As I discuss in Creating Life in the Lab, the process of in vitro evolution relies on a carefully developed experimental design and researcher intervention. The protocol begins with a large pool of RNA molecules with random nucleotide sequences, and hence, random structures. From this pool, researchers select (through the experiment’s design) RNA molecules with a predetermined set of chemical properties. These selected RNA molecules are recovered and their number amplified by the enzyme reverse transcriptase and the polymerase chain reaction (PCR). PCR also employs an enzyme, a DNA polymerase. The new RNA sequence is then randomly altered to generate a new pool of RNA molecules using another enzyme called T7 RNA polymerase, and the process is repeated again and again until RNA molecules with the desired chemical properties emerge. Production of the RNA self-replicators also required researchers to modify the structure of ribozymes generated by in vitro evolution using rational design principles to improve upon the ribozymes’ function.

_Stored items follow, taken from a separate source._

mod app;
mod cli;
mod domain;
mod infra;
mod ui;
mod usecases;

use anyhow::Result;
use clap::Parser;

fn main() -> Result<()> {
    infra::panic_hook::install_terminal_restoring_hook();

    let cli = cli::Cli::parse();
    app::run(cli)
}
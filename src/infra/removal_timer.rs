use std::{sync::mpsc::Sender, time::Duration};

use tokio::runtime::{Builder, Runtime};

use crate::{
    domain::events::RemovalRequest, infra::error::AppError,
    usecases::contracts::RemovalScheduler,
};

const REMOVAL_TIMER_STARTED: &str = "REMOVAL_TIMER_STARTED";
const REMOVAL_DUE_SEND_FAILED: &str = "REMOVAL_DUE_SEND_FAILED";

/// Delays each scheduled removal by a fixed latency on a background tokio
/// runtime, then reports it back to the event loop over `due_tx`.
///
/// Timers are not cancellable. Dropping the timer abandons the ones still
/// sleeping.
#[derive(Debug)]
pub struct TokioRemovalTimer {
    runtime: Runtime,
    latency: Duration,
    due_tx: Sender<RemovalRequest>,
}

impl TokioRemovalTimer {
    pub fn start(latency: Duration, due_tx: Sender<RemovalRequest>) -> Result<Self, AppError> {
        let runtime = Builder::new_multi_thread()
            .worker_threads(1)
            .thread_name("welearn-removal-timer")
            .enable_time()
            .build()
            .map_err(AppError::RemovalTimerStart)?;

        tracing::info!(
            code = REMOVAL_TIMER_STARTED,
            latency_ms = latency.as_millis(),
            "removal timer started"
        );

        Ok(Self {
            runtime,
            latency,
            due_tx,
        })
    }

    pub fn latency(&self) -> Duration {
        self.latency
    }
}

impl RemovalScheduler for TokioRemovalTimer {
    fn schedule(&self, request: RemovalRequest) {
        let due_tx = self.due_tx.clone();
        let latency = self.latency;

        self.runtime.spawn(async move {
            tokio::time::sleep(latency).await;

            if let Err(error) = due_tx.send(request) {
                tracing::warn!(
                    code = REMOVAL_DUE_SEND_FAILED,
                    error = %error,
                    "removal elapsed but the event loop is gone"
                );
            }
        });
    }
}
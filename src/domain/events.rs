use super::post::PostId;

#[derive(Debug, Clone, PartialEq, Eq)]
pub enum AppEvent {
    Tick,
    QuitRequested,
    InputKey(KeyInput),
    /// The removal latency for a pending delete has elapsed.
    RemovalDue(RemovalRequest),
}

#[derive(Debug, Clone, PartialEq, Eq)]
pub struct KeyInput {
    pub key: String,
    pub ctrl: bool,
}

impl KeyInput {
    pub fn new(key: impl Into<String>, ctrl: bool) -> Self {
        Self {
            key: key.into(),
            ctrl,
        }
    }

    /// Single typed character, if this key is one.
    pub fn as_char(&self) -> Option<char> {
        if self.ctrl {
            return None;
        }
        let mut chars = self.key.chars();
        match (chars.next(), chars.next()) {
            (Some(ch), None) => Some(ch),
            _ => None,
        }
    }
}

#[derive(Debug, Clone, PartialEq, Eq)]
pub struct RemovalRequest {
    pub group: String,
    pub post: PostId,
}

#[cfg(test)]
mod tests {
    use super::*;

    #[test]
    fn as_char_accepts_single_plain_characters() {
        assert_eq!(KeyInput::new("j", false).as_char(), Some('j'));
        assert_eq!(KeyInput::new("ж", false).as_char(), Some('ж'));
    }

    #[test]
    fn as_char_rejects_named_and_ctrl_keys() {
        assert_eq!(KeyInput::new("enter", false).as_char(), None);
        assert_eq!(KeyInput::new("c", true).as_char(), None);
    }
}
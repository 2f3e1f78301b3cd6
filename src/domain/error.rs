use thiserror::Error;

use super::post::PostId;

/// Failures of the group and feed containers.
///
/// Every operation that returns one of these leaves its container unchanged.
#[derive(Debug, Clone, PartialEq, Eq, Error)]
pub enum FeedError {
    #[error("group title must not be empty")]
    EmptyGroupTitle,
    #[error("a group titled {0:?} already exists")]
    DuplicateGroupTitle(String),
    #[error("group {0:?} not found")]
    GroupNotFound(String),
    #[error("post {post} not found in group {group:?}")]
    PostNotFound { group: String, post: PostId },
    #[error("new group order must name every current group exactly once")]
    InvalidReorder,
    #[error("post text is empty")]
    EmptyPost,
}

impl FeedError {
    /// Stable code used in structured log records.
    pub fn code(&self) -> &'static str {
        match self {
            Self::EmptyGroupTitle => "FEED_EMPTY_GROUP_TITLE",
            Self::DuplicateGroupTitle(_) => "FEED_DUPLICATE_GROUP_TITLE",
            Self::GroupNotFound(_) => "FEED_GROUP_NOT_FOUND",
            Self::PostNotFound { .. } => "FEED_POST_NOT_FOUND",
            Self::InvalidReorder => "FEED_INVALID_REORDER",
            Self::EmptyPost => "FEED_EMPTY_POST",
        }
    }
}
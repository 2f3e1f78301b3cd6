use std::{io, panic};

use crossterm::{execute, terminal::LeaveAlternateScreen};

/// Puts the terminal back into cooked mode before the panic message prints,
/// so a crash inside the TUI does not leave the shell in raw mode.
pub fn install_terminal_restoring_hook() {
    let previous = panic::take_hook();
    panic::set_hook(Box::new(move |panic_info| {
        let _ = crossterm::terminal::disable_raw_mode();
        let _ = execute!(io::stdout(), LeaveAlternateScreen);

        let location = panic_info
            .location()
            .map(|location| format!("{}:{}", location.file(), location.line()))
            .unwrap_or_else(|| "unknown location".to_owned());
        tracing::error!(code = "WELEARN_PANIC", %location, "welearn panicked");

        previous(panic_info);
    }));
}
/// Which group the feed is showing. Not checked against the registry;
/// callers clear it when the selected group goes away.
#[derive(Debug, Clone, PartialEq, Eq, Default)]
pub enum SelectionState {
    #[default]
    Unselected,
    Selected(String),
}

impl SelectionState {
    pub fn get(&self) -> Option<&str> {
        match self {
            Self::Unselected => None,
            Self::Selected(title) => Some(title.as_str()),
        }
    }

    /// Replaces the selection. An empty title means no selection.
    pub fn set(&mut self, title: impl Into<String>) {
        let title = title.into();
        *self = if title.is_empty() {
            Self::Unselected
        } else {
            Self::Selected(title)
        };
    }

    pub fn clear(&mut self) {
        *self = Self::Unselected;
    }

    pub fn is_selected(&self, title: &str) -> bool {
        self.get() == Some(title)
    }
}
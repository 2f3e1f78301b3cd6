use std::path::{Path, PathBuf};

use crate::infra::{
    config::{load, AppConfig},
    contracts::ConfigAdapter,
    error::AppError,
};

/// Reads `config.toml` (or an explicit path) and overlays it on defaults.
#[derive(Debug, Clone, Default)]
pub struct FileConfigAdapter {
    path: Option<PathBuf>,
}

impl FileConfigAdapter {
    pub fn new(path: Option<&Path>) -> Self {
        Self {
            path: path.map(Path::to_path_buf),
        }
    }
}

impl ConfigAdapter for FileConfigAdapter {
    fn load(&self) -> Result<AppConfig, AppError> {
        load(self.path.as_deref())
    }
}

The “evolution” of RNA molecules in the laboratory is a carefully orchestrated process devised and managed by intelligent agents. Its success hinges on thoughtful experimental design. Researchers are manipulating the evolutionary process, guiding it to the desired outcome. It must be noted that essential to the success of in vitro evolution studies are the enzymes (protein molecules with a complex, fine-tuned structure), reverse transcriptase, T7 RNA polymerase, and DNA polymerase—molecules that would never have existed in an RNA world. It stretches the bounds of credulity to think that this process, or one like it, could have occurred naturally on early Earth.

As thrilling as this most recent achievement is, origin-of-life researchers have fallen short of demonstrating that information-rich RNA molecules can evolve under the uncontrolled conditions of early Earth.

It is ironic: The very experiments designed to bolster an evolutionary explanation for the origin of life provide powerful support for the role intelligent agency must play in the genesis of life.

Resources
Creating Life in the Lab: How New Discoveries in Synthetic Biology Make a Case for the Creator by Fazale Rana (book)
Too Good to be True: Evolution and the Origin of Bioinformation” by Fazale Rana (article)
Intelligent Design: The Right Conclusion, but the Wrong Reasons” by Fazale Rana (article)
Does New Approach Solve Origin-of-Life Problem?” by Fazale Rana (article)

Endnotes

  1. David P. Horning and Gerald F. Joyce, “Amplification of RNA by an RNA Polymerase Ribozyme,” Proceedings of the National Academy of Sciences, USA, published electronically August 15, 2016, doi:10.1073/pnas.1610103113.
  2. Some people might find it surprising that I would acknowledge this point, because many Christian apologists assert that evolutionary mechanisms cannot generate information. In my view, that claim is patently false, as work in in vitro evolution has demonstrated, time and time again.